TASK. Whenever a line of the records below contains the word "labels", copy that line.

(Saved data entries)
══════════════════════════════

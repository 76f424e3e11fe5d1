//! Properties of the amount pipeline that must hold for every input.

use num_bigint::BigUint;
use stakepool_controls::domain::{
    amount::{self, Decimals, MAX_DECIMALS, TokenAmount},
    input,
    status::{FlowKind, ValidationStatus, status_for},
    validation::{self, BalanceInfo},
};

use super::whole;

#[test]
fn test_round_trip_every_precision() {
    let samples = [
        "0",
        "1",
        "999",
        "1000000000000000000",
        "115792089237316195423570985008687907853269984665640564039457584007913129639935",
    ];
    for d in 0..=MAX_DECIMALS {
        let decimals = Decimals::new(d).unwrap();
        for sample in samples {
            let x = TokenAmount::from_base_units_str(sample, decimals).unwrap();
            let rendered = amount::format(&x, decimals.digits());
            assert_eq!(amount::parse(&rendered, decimals).unwrap(), x, "{sample} @ {d}");
        }
    }
}

#[test]
fn test_filter_rejects_two_dots_or_long_fractions() {
    for d in 0..=MAX_DECIMALS {
        let decimals = Decimals::new(d).unwrap();
        assert!(!input::accepts("1.2.3", decimals));
        assert!(!input::accepts("..", decimals));

        let too_long = format!("0.{}", "1".repeat(usize::from(d) + 1));
        assert!(!input::accepts(&too_long, decimals));

        let just_right = format!("0.{}", "1".repeat(usize::from(d)));
        assert!(input::accepts(&just_right, decimals));
    }
}

#[test]
fn test_accepted_complete_inputs_parse() {
    let decimals = Decimals::new(4).unwrap();
    for s in ["0", "1.", ".5", "12.3456", "00.0001"] {
        assert!(input::accepts(s, decimals));
        assert!(amount::parse(s, decimals).is_ok(), "{s}");
    }
}

#[test]
fn test_validator_table() {
    let zero = Decimals::new(0).unwrap();

    for input in ["", "50", "junk"] {
        assert_eq!(
            validation::validate(input, None, Decimals::ERC20).status,
            ValidationStatus::NotConnected
        );
    }

    let balance = TokenAmount::new(100u32, Decimals::ERC20);
    let empty = validation::validate("", Some(&balance), Decimals::ERC20);
    assert_eq!(empty.status, ValidationStatus::NoAmount);
    assert_eq!(empty.parsed_amount, None);

    let valid = validation::validate("50", Some(&whole(100)), zero);
    assert_eq!(valid.status, ValidationStatus::Valid);
    assert_eq!(valid.parsed_amount, Some(whole(50)));

    assert_eq!(
        validation::validate("150", Some(&whole(100)), zero).status,
        ValidationStatus::InsufficientBalance
    );
    assert_eq!(
        validation::validate("0", Some(&whole(100)), zero).status,
        ValidationStatus::NoAmount
    );
}

#[test]
fn test_exit_all_machine() {
    let zero = Decimals::new(0).unwrap();
    assert_eq!(
        status_for(FlowKind::ExitAll, &BalanceInfo::loaded(whole(0)), "", zero),
        ValidationStatus::InsufficientBalance
    );
    assert_eq!(
        status_for(FlowKind::ExitAll, &BalanceInfo::idle(), "", zero),
        ValidationStatus::NotConnected
    );
    assert_eq!(
        status_for(FlowKind::ExitAll, &BalanceInfo::loaded(whole(5)), "not a number", zero),
        ValidationStatus::Valid
    );
}

#[test]
fn test_validation_is_idempotent() {
    let balance = TokenAmount::new(BigUint::from(u128::MAX) * 1000u32, Decimals::new(30).unwrap());
    let decimals = balance.decimals();
    for input in ["", "1", "340282366920938463.4633", "1.2.3", "0"] {
        let first = validation::validate(input, Some(&balance), decimals);
        let second = validation::validate(input, Some(&balance), decimals);
        assert_eq!(first, second, "{input}");
    }
}
use color_eyre::Result;

mod app;
mod cli;
mod errors;
mod logging;

#[tokio::main]
async fn main() -> Result<()> {
    errors::install_hooks()?;

    let args = cli::Args::parse_args();

    if let Some(ref data_dir) = args.data_dir {
        // SAFETY: This is called at program startup before any other threads exist
        unsafe {
            std::env::set_var("STAKEPOOL_CONTROLS_DATA", data_dir);
        }
    }

    logging::init()?;

    let mut app = app::App::new(&args)?;

    app.run(&args.command).await?;

    Ok(())
}
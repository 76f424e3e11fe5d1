//! Keystroke gate for amount fields.

use super::amount::Decimals;

/// Whether `candidate` is a legal in-progress decimal with at most `decimals`
/// fractional digits.
///
/// The empty string is accepted so a cleared field stays typable. This does
/// not look at any balance.
pub fn accepts(candidate: &str, decimals: Decimals) -> bool {
    let mut seen_dot = false;
    let mut frac_len = 0usize;

    for c in candidate.chars() {
        match c {
            '.' if !seen_dot => seen_dot = true,
            '0'..='9' if seen_dot => {
                frac_len += 1;
                if frac_len > decimals.digits() {
                    return false;
                }
            }
            '0'..='9' => {}
            _ => return false,
        }
    }
    true
}
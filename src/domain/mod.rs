pub mod amount;
pub mod input;
pub mod status;
pub mod validation;
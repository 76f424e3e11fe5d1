//! Amount validation against a balance snapshot.
//!
//! Everything here is a pure function of `(input, balance, decimals)`: the
//! same snapshot always yields the same result and nothing is cached between
//! evaluations.

use serde::{Deserialize, Serialize};
use strum::Display;
use tracing::warn;

use super::{
    amount::{self, Decimals, ParseError, TokenAmount},
    status::ValidationStatus,
};

/// Progress of the balance fetch owned by the balance collaborator.
#[derive(Debug, Clone, Copy, Default, PartialEq, Eq, Serialize, Deserialize, Display)]
#[serde(rename_all = "camelCase")]
#[strum(serialize_all = "camelCase")]
pub enum LoadingStatus {
    #[default]
    Idle,
    Loading,
    Loaded,
    Error,
}

/// A balance snapshot. `amount == None` means the balance is unknown.
#[derive(Debug, Clone, Default, PartialEq, Eq, Serialize, Deserialize)]
pub struct BalanceInfo {
    pub amount: Option<TokenAmount>,
    pub status: LoadingStatus,
}

impl BalanceInfo {
    /// Nothing fetched yet (initial state, or wallet disconnected).
    pub fn idle() -> Self {
        Self::default()
    }

    pub fn loading() -> Self {
        Self {
            amount: None,
            status: LoadingStatus::Loading,
        }
    }

    pub fn loaded(amount: TokenAmount) -> Self {
        Self {
            amount: Some(amount),
            status: LoadingStatus::Loaded,
        }
    }

    pub fn failed() -> Self {
        Self {
            amount: None,
            status: LoadingStatus::Error,
        }
    }
}

/// Why an input was not accepted as a transaction amount.
#[derive(Debug, Clone, Copy, PartialEq, Eq, Serialize, Deserialize, Display)]
#[serde(rename_all = "camelCase")]
#[strum(serialize_all = "camelCase")]
pub enum RejectReason {
    Empty,
    NotANumber,
    ExceedsPrecision,
    ExceedsBalance,
    Zero,
}

impl From<ParseError> for RejectReason {
    fn from(err: ParseError) -> Self {
        match err {
            ParseError::Empty => RejectReason::Empty,
            ParseError::NotANumber => RejectReason::NotANumber,
            ParseError::ExceedsPrecision => RejectReason::ExceedsPrecision,
        }
    }
}

/// Fine-grained result of checking one input against a known balance.
#[derive(Debug, Clone, PartialEq, Eq, Serialize, Deserialize)]
pub enum ValidationOutcome {
    /// Positive and within the balance.
    Exact(TokenAmount),
    Rejected(RejectReason),
}

impl ValidationOutcome {
    pub fn amount(&self) -> Option<&TokenAmount> {
        match self {
            Self::Exact(amount) => Some(amount),
            Self::Rejected(_) => None,
        }
    }
}

/// What an amount-bound flow needs to render and submit.
#[derive(Debug, Clone, PartialEq, Eq, Serialize, Deserialize)]
pub struct AmountValidation {
    /// Full balance rendered at token precision, or empty when unknown/zero.
    pub max_amount: String,
    pub status: ValidationStatus,
    /// The exact amount to submit. Only set when `status` is `Valid`.
    pub parsed_amount: Option<TokenAmount>,
}

impl AmountValidation {
    fn without_amount(status: ValidationStatus) -> Self {
        Self {
            max_amount: String::new(),
            status,
            parsed_amount: None,
        }
    }
}

/// Check `input` against a known `balance`.
pub fn validate_outcome(
    input: &str,
    balance: &TokenAmount,
    decimals: Decimals,
) -> ValidationOutcome {
    check(input, &at_precision(balance, decimals), decimals)
}

/// Derive max amount, status and the exact parsed amount for a withdraw field.
pub fn validate(
    input: &str,
    balance: Option<&TokenAmount>,
    decimals: Decimals,
) -> AmountValidation {
    let Some(balance) = balance else {
        return AmountValidation::without_amount(ValidationStatus::NotConnected);
    };
    let balance = at_precision(balance, decimals);

    if balance.is_zero() {
        return AmountValidation::without_amount(ValidationStatus::InsufficientBalance);
    }

    let max_amount = amount::format(&balance, decimals.digits());

    match check(input, &balance, decimals) {
        ValidationOutcome::Exact(parsed) => AmountValidation {
            max_amount,
            status: ValidationStatus::Valid,
            parsed_amount: Some(parsed),
        },
        ValidationOutcome::Rejected(RejectReason::ExceedsBalance) => AmountValidation {
            max_amount,
            status: ValidationStatus::InsufficientBalance,
            parsed_amount: None,
        },
        ValidationOutcome::Rejected(_) => AmountValidation {
            max_amount,
            status: ValidationStatus::NoAmount,
            parsed_amount: None,
        },
    }
}

/// `balance` counted at the flow's precision, so base units compare like for like.
fn at_precision(balance: &TokenAmount, decimals: Decimals) -> TokenAmount {
    if balance.decimals() != decimals {
        warn!(
            "Balance has {} decimals but the flow uses {}, rescaling",
            balance.decimals(),
            decimals
        );
    }
    balance.rescale(decimals)
}

fn check(input: &str, balance: &TokenAmount, decimals: Decimals) -> ValidationOutcome {
    let parsed = match amount::parse(input, decimals) {
        Ok(parsed) => parsed,
        Err(err) => return ValidationOutcome::Rejected(err.into()),
    };

    if parsed.is_zero() {
        ValidationOutcome::Rejected(RejectReason::Zero)
    } else if parsed.exceeds(balance) {
        ValidationOutcome::Rejected(RejectReason::ExceedsBalance)
    } else {
        ValidationOutcome::Exact(parsed)
    }
}
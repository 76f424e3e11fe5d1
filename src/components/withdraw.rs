//! Withdraw component for taking stake out of a pool.
//!
//! The same component drives both the amount-bound withdraw and the
//! exit-all-including-rewards flow; the latter has no amount field.

use color_eyre::eyre::Result;
use crossterm::event::{KeyCode, KeyEvent};
use tokio::sync::mpsc::UnboundedSender;
use tracing::debug;

use crate::{
    action::Action,
    domain::{
        amount::{self, Decimals},
        input,
        status::{self, FlowKind, Submission, ValidationStatus},
        validation::{self, AmountValidation, BalanceInfo},
    },
};

use super::{Component, labels::ControlLabels};

/// Component for withdrawing staked tokens.
pub struct WithdrawControls {
    action_tx: UnboundedSender<Action>,
    decimals: Decimals,
    exit_all_balance: bool,
    labels: ControlLabels,
    pub amount: String,
    pub staked_balance: BalanceInfo,
}

impl WithdrawControls {
    pub fn new(
        action_tx: UnboundedSender<Action>,
        decimals: Decimals,
        exit_all_balance: bool,
    ) -> Self {
        Self {
            action_tx,
            decimals,
            exit_all_balance,
            labels: ControlLabels::with_action("Withdraw"),
            amount: String::new(),
            staked_balance: BalanceInfo::idle(),
        }
    }

    /// Replace the staked balance snapshot.
    pub fn set_balance(&mut self, balance: BalanceInfo) {
        self.staked_balance = balance;
    }

    pub fn flow(&self) -> FlowKind {
        if self.exit_all_balance {
            FlowKind::ExitAll
        } else {
            FlowKind::Withdraw
        }
    }

    /// Validator output for the current input.
    pub fn validation(&self) -> AmountValidation {
        validation::validate(&self.amount, self.staked_balance.amount.as_ref(), self.decimals)
    }

    pub fn status(&self) -> ValidationStatus {
        status::status_for(self.flow(), &self.staked_balance, &self.amount, self.decimals)
    }

    pub fn button_label(&self) -> &str {
        self.labels.label(self.status())
    }

    pub fn is_enabled(&self) -> bool {
        self.status().allows_submit()
    }

    /// The max shortcut is offered once a balance is known.
    pub fn shows_max(&self) -> bool {
        !self.exit_all_balance && self.validation().status != ValidationStatus::NotConnected
    }

    /// Staked balance at full precision, `"0"` while unknown.
    pub fn display_balance(&self) -> String {
        match &self.staked_balance.amount {
            Some(balance) => amount::format(balance, self.decimals.digits()),
            None => "0".to_string(),
        }
    }

    /// Clear the amount field.
    pub fn clear(&mut self) {
        self.amount.clear();
    }

    /// Put the whole staked balance into the amount field.
    pub fn fill_max(&mut self) {
        if self.exit_all_balance {
            return;
        }
        self.amount = self.validation().max_amount;
    }

    /// Append `text` if the result is still a legal amount prefix.
    fn push_input(&mut self, text: &str) {
        if self.exit_all_balance {
            return;
        }
        let candidate = format!("{}{}", self.amount, text);
        if input::accepts(&candidate, self.decimals) {
            self.amount = candidate;
        }
    }

    /// Dispatch the flow's action if its status allows it.
    pub fn submit(&mut self) -> Result<()> {
        let status = self.status();
        match Submission::for_status(status) {
            Submission::PromptConnect => {
                self.action_tx.send(Action::ShowAccount)?;
            }
            Submission::Dispatch if self.exit_all_balance => {
                self.action_tx.send(Action::WithdrawAllIncludingRewards)?;
            }
            Submission::Dispatch => {
                if let Some(amount) = self.validation().parsed_amount {
                    self.action_tx.send(Action::Withdraw(amount))?;
                }
            }
            Submission::Inert => {
                debug!("Ignoring {} submit while {}", self.flow(), status);
            }
        }
        Ok(())
    }
}

impl Component for WithdrawControls {
    fn handle_key_event(&mut self, key: KeyEvent) -> Result<()> {
        match key.code {
            KeyCode::Enter => self.submit()?,
            KeyCode::Esc => self.clear(),
            KeyCode::Backspace => {
                self.amount.pop();
            }
            // 'm' can never be part of an amount, so it is free for the shortcut
            KeyCode::Char('m') => self.fill_max(),
            KeyCode::Char(c) => {
                let mut buf = [0u8; 4];
                self.push_input(c.encode_utf8(&mut buf));
            }
            _ => {}
        }
        Ok(())
    }

    fn handle_paste(&mut self, text: &str) -> Result<()> {
        self.push_input(text.trim());
        Ok(())
    }
}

══════════════════════════════

RESPONSE TO THE EXERCISE.
use super::{Component, labels::ControlLabels};
    labels: ControlLabels,
            labels: ControlLabels::with_action("Withdraw"),
        self.labels.label(self.status())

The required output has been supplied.